◆ DATASET ENTRIES
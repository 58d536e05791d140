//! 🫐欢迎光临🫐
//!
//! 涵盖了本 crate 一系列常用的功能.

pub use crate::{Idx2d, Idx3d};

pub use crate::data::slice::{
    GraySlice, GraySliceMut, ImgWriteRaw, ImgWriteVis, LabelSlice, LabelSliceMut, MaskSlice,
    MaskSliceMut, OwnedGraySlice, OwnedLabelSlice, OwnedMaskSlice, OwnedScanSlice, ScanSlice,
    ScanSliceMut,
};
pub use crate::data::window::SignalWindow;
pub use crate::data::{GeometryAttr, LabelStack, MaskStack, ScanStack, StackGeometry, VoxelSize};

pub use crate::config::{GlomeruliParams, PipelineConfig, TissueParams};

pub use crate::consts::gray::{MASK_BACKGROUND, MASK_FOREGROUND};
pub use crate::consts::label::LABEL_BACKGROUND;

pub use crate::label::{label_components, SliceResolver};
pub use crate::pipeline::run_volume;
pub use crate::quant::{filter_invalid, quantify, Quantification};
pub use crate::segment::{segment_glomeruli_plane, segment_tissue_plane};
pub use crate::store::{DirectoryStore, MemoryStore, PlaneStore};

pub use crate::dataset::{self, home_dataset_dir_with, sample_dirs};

◆ WORK TASK
Return the whole listing, word for word.

◆ SOLVED PROBLEM
repository 58d536e05791d140
//! 🫐欢迎光临🫐
//!
//! 涵盖了本 crate 一系列常用的功能.

pub use crate::{Idx2d, Idx3d};

pub use crate::data::slice::{
    GraySlice, GraySliceMut, ImgWriteRaw, ImgWriteVis, LabelSlice, LabelSliceMut, MaskSlice,
    MaskSliceMut, OwnedGraySlice, OwnedLabelSlice, OwnedMaskSlice, OwnedScanSlice, ScanSlice,
    ScanSliceMut,
};
pub use crate::data::window::SignalWindow;
pub use crate::data::{GeometryAttr, LabelStack, MaskStack, ScanStack, StackGeometry, VoxelSize};

pub use crate::config::{GlomeruliParams, PipelineConfig, TissueParams};

pub use crate::consts::gray::{MASK_BACKGROUND, MASK_FOREGROUND};
pub use crate::consts::label::LABEL_BACKGROUND;

pub use crate::label::{label_components, SliceResolver};
pub use crate::pipeline::run_volume;
pub use crate::quant::{filter_invalid, quantify, Quantification};
pub use crate::segment::{segment_glomeruli_plane, segment_tissue_plane};
pub use crate::store::{DirectoryStore, MemoryStore, PlaneStore};

pub use crate::dataset::{self, home_dataset_dir_with, sample_dirs};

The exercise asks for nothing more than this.